Twitter’s New Feature Allow Self-Labelling Of  ‘Good’ Bot Accounts

Twitter has rolling out announced a new feature that will allow accounts to identify themselves as bots by adding a label on their profile. Twitter stated that the update was based upon research that revealed that its users wanted greater context on non-human accounts.

The company also provided several examples of “good robots”, including accounts that share vaccine updates, information on seismic activity, and material from public museums.

It is however not mandatory to move, Twitter said. The company will continue to delete inauthentic accounts that it believes violate its platform rules, it added.

Bots are frequently associated with misinformation on social networking platforms, which can cause major headaches for companies.

Carnegie Mellon University’s last year study found that almost half of all Twitter accounts posting messages about the coronavirus pandemic on social media platforms were likely to have been generated by automated services.

In recent years, Twitter has removed millions of such bot accounts.
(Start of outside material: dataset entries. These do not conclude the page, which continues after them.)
//! Transport invoker.
//!
//! A [`Transport`] takes a finalized request and either hands it to the
//! [`Fetch`] primitive or, for the JSONP pseudo-method, to a
//! [`JsonpBridge`]. Responses and failures from the fetch primitive are
//! returned unchanged: a 404 is a successful fetch.

use std::collections::HashMap;
use std::sync::Arc;
use std::time::Duration;

use async_trait::async_trait;
use reqwest::header::{HeaderMap, HeaderName, HeaderValue, CACHE_CONTROL};
use reqwest::Client;
use url::Url;

use crate::error::Error;
use crate::jsonp::JsonpBridge;
use crate::types::{Body, FinalRequest, HttpResponse, Method, Reply, RequestInit};

/// The asynchronous fetch primitive.
///
/// Implementations can use real HTTP clients or mock responses for testing.
#[async_trait]
pub trait Fetch: Send + Sync {
    /// Perform a request for `url` with the given init options.
    async fn fetch(&self, url: &str, init: &RequestInit) -> Result<HttpResponse, Error>;
}

/// Fetch primitive backed by an async reqwest client.
pub struct ReqwestFetch {
    client: Client,
    origin: Option<Url>,
}

impl ReqwestFetch {
    /// Create a new fetch primitive with the given timeout.
    pub fn new(timeout: Duration) -> Result<Self, Error> {
        let client = Client::builder().timeout(timeout).build()?;

        Ok(Self {
            client,
            origin: None,
        })
    }

    /// Create with default timeout of 30 seconds.
    pub fn with_default_timeout() -> Result<Self, Error> {
        Self::new(Duration::from_secs(30))
    }

    /// Resolve relative URLs such as `/users/1` against `origin`.
    ///
    /// Without an origin only absolute URLs can be fetched.
    pub fn with_origin(mut self, origin: &str) -> Result<Self, Error> {
        self.origin = Some(Url::parse(origin)?);
        Ok(self)
    }

    fn resolve(&self, url: &str) -> Result<Url, Error> {
        match Url::parse(url) {
            Ok(url) => Ok(url),
            Err(url::ParseError::RelativeUrlWithoutBase) => match &self.origin {
                Some(origin) => Ok(origin.join(url)?),
                None => Err(Error::InvalidUrl {
                    message: format!("relative URL '{}' without an origin", url),
                }),
            },
            Err(e) => Err(e.into()),
        }
    }

    fn headers(init: &RequestInit) -> Result<HeaderMap, Error> {
        let mut headers = HeaderMap::new();
        for (name, value) in &init.headers {
            let header_name = HeaderName::try_from(name.as_str())?;
            let header_value = HeaderValue::try_from(value.as_str())?;
            headers.insert(header_name, header_value);
        }

        if let Some(directive) = init.cache.and_then(|cache| cache.cache_control()) {
            headers
                .entry(CACHE_CONTROL)
                .or_insert(HeaderValue::from_static(directive));
        }

        Ok(headers)
    }
}

#[async_trait]
impl Fetch for ReqwestFetch {
    async fn fetch(&self, url: &str, init: &RequestInit) -> Result<HttpResponse, Error> {
        let url = self.resolve(url)?;
        let method: http::Method = init.method_or_default().into();
        let headers = Self::headers(init)?;

        if let Some(mode) = init.mode {
            log::trace!("request mode {:?} has no effect outside a browser", mode);
        }
        if !init.extra.is_empty() {
            log::trace!(
                "passing over init fields {:?}",
                init.extra.keys().collect::<Vec<_>>()
            );
        }

        let mut req_builder = self.client.request(method, url).headers(headers);

        req_builder = match &init.body {
            Some(Body::Text(text)) => req_builder.body(text.clone()),
            Some(Body::Bytes(bytes)) => req_builder.body(bytes.clone()),
            Some(Body::Json(value)) => req_builder.json(value),
            None => req_builder,
        };

        let response = req_builder.send().await?;

        let status = response.status().as_u16();
        let status_text = response
            .status()
            .canonical_reason()
            .unwrap_or("Unknown")
            .to_string();

        let mut resp_headers = HashMap::new();
        for (name, value) in response.headers() {
            if let Ok(v) = value.to_str() {
                resp_headers.insert(name.to_string(), v.to_string());
            }
        }

        let body_text = response.text().await?;
        let body = serde_json::from_str(&body_text).unwrap_or(serde_json::Value::Null);

        Ok(HttpResponse {
            status,
            status_text,
            headers: resp_headers,
            body,
            body_text: Some(body_text),
        })
    }
}

/// Dispatches finalized requests to the fetch primitive or the JSONP bridge.
#[derive(Clone)]
pub struct Transport {
    fetch: Arc<dyn Fetch>,
    jsonp: Option<JsonpBridge>,
}

impl Transport {
    pub fn new(fetch: impl Fetch + 'static) -> Self {
        Self::from_arc(Arc::new(fetch))
    }

    pub fn from_arc(fetch: Arc<dyn Fetch>) -> Self {
        Self { fetch, jsonp: None }
    }

    /// Reqwest-backed transport resolving relative URLs against `origin`.
    pub fn reqwest(origin: &str) -> Result<Self, Error> {
        Ok(Self::new(
            ReqwestFetch::with_default_timeout()?.with_origin(origin)?,
        ))
    }

    /// Enable JSONP, loading scripts through this transport's fetch
    /// primitive.
    pub fn with_jsonp(mut self) -> Self {
        self.jsonp = Some(JsonpBridge::new(Arc::clone(&self.fetch)));
        self
    }

    pub fn with_jsonp_bridge(mut self, bridge: JsonpBridge) -> Self {
        self.jsonp = Some(bridge);
        self
    }

    pub fn jsonp_bridge(&self) -> Option<&JsonpBridge> {
        self.jsonp.as_ref()
    }

    pub async fn request(&self, request: FinalRequest) -> Result<Reply, Error> {
        let FinalRequest { url, init, jsonp } = request;

        if init.method == Some(Method::JSONP) {
            let bridge = self.jsonp.as_ref().ok_or(Error::JsonpUnavailable)?;
            log::debug!("jsonp {} via {}", url, jsonp.function);
            return bridge.fetch(&url, &jsonp).await.map(Reply::Jsonp);
        }

        log::debug!("fetch {} {}", init.method_or_default(), url);
        self.fetch.fetch(&url, &init).await.map(Reply::Response)
    }
}


#[cfg(test)]
mod tests {
    use super::mock::MockFetch;
    use super::*;
    use crate::settings::JsonpDescriptor;
    use crate::types::CacheMode;

    fn final_request(url: &str, init: RequestInit) -> FinalRequest {
        FinalRequest {
            url: url.to_string(),
            init,
            jsonp: JsonpDescriptor::new("callback", "cb"),
        }
    }

    #[tokio::test]
    async fn plain_methods_go_to_fetch() {
        let fetch = MockFetch::new().with_response("/a", MockFetch::text_response(201, r#"{"ok":true}"#));
        let transport = Transport::new(fetch.clone());

        let reply = transport
            .request(final_request("/a", RequestInit::new().with_method(Method::POST)))
            .await
            .unwrap();

        assert_eq!(reply.response().unwrap().status, 201);
        assert_eq!(reply.payload()["ok"], true);
        assert_eq!(
            fetch.last(),
            Some(("/a".to_string(), RequestInit::new().with_method(Method::POST)))
        );
    }

    #[tokio::test]
    async fn fetch_errors_propagate_unchanged() {
        let transport = Transport::new(MockFetch::new().fail_with("unreachable"));

        let result = transport
            .request(final_request("/a", RequestInit::new()))
            .await;

        assert!(matches!(result, Err(Error::InvalidUrl { message }) if message == "unreachable"));
    }

    #[tokio::test]
    async fn jsonp_without_bridge_is_unavailable() {
        let fetch = MockFetch::new();
        let transport = Transport::new(fetch.clone());

        let result = transport
            .request(final_request("/a", RequestInit::new().with_method(Method::JSONP)))
            .await;

        assert!(matches!(result, Err(Error::JsonpUnavailable)));
        assert!(fetch.recorded().is_empty());
    }

    #[test]
    fn reqwest_fetch_resolves_relative_urls_against_origin() {
        let fetch = ReqwestFetch::with_default_timeout()
            .unwrap()
            .with_origin("http://localhost:8080")
            .unwrap();

        assert_eq!(
            fetch.resolve("/users/1?x=1").unwrap().as_str(),
            "http://localhost:8080/users/1?x=1"
        );
        assert_eq!(
            fetch.resolve("https://example.com/a").unwrap().as_str(),
            "https://example.com/a"
        );
    }

    #[test]
    fn reqwest_fetch_needs_origin_for_relative_urls() {
        let fetch = ReqwestFetch::new(Duration::from_secs(5)).unwrap();
        assert!(matches!(
            fetch.resolve("/users"),
            Err(Error::InvalidUrl { .. })
        ));
    }

    #[test]
    fn headers_include_cache_directive() {
        let init = RequestInit::new()
            .with_header("Accept", "application/json")
            .with_cache(CacheMode::NoStore);
        let headers = ReqwestFetch::headers(&init).unwrap();

        assert_eq!(headers.get("accept").unwrap(), "application/json");
        assert_eq!(headers.get(CACHE_CONTROL).unwrap(), "no-store");
    }

    #[test]
    fn explicit_cache_control_header_wins() {
        let init = RequestInit::new()
            .with_header("Cache-Control", "max-age=0")
            .with_cache(CacheMode::NoCache);
        let headers = ReqwestFetch::headers(&init).unwrap();

        assert_eq!(headers.get(CACHE_CONTROL).unwrap(), "max-age=0");
    }

    #[test]
    fn invalid_header_name_is_an_error() {
        let init = RequestInit::new().with_header("bad header", "x");
        assert!(matches!(
            ReqwestFetch::headers(&init),
            Err(Error::InvalidHeaderName(_))
        ));
    }
}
Twitter still considers some automated accounts to have a positive effect on the platform.

Twitter identified one account as a “good robot” that tweets live every time there’s an earthquake in San Francisco. Another such good bot account tweets public domain work from the Drawings & Prints section at New York’s Metropolitan Museum.

This new system had been previewed by Twitter in May and the company is currently trying to provide more information to help people distinguish between automated and human-run accounts.

According to the company, the labels will help increase account legitimacy and create trust with its customers.

Twitter stated that this new feature would initially be rolled out to a limited number of developer accounts while it plans to make the service widely available to all developers by the end of the current year.

It is not yet clear how many automated accounts will accept the offer or whether their owners would like to make it clear that they are not managed by humans.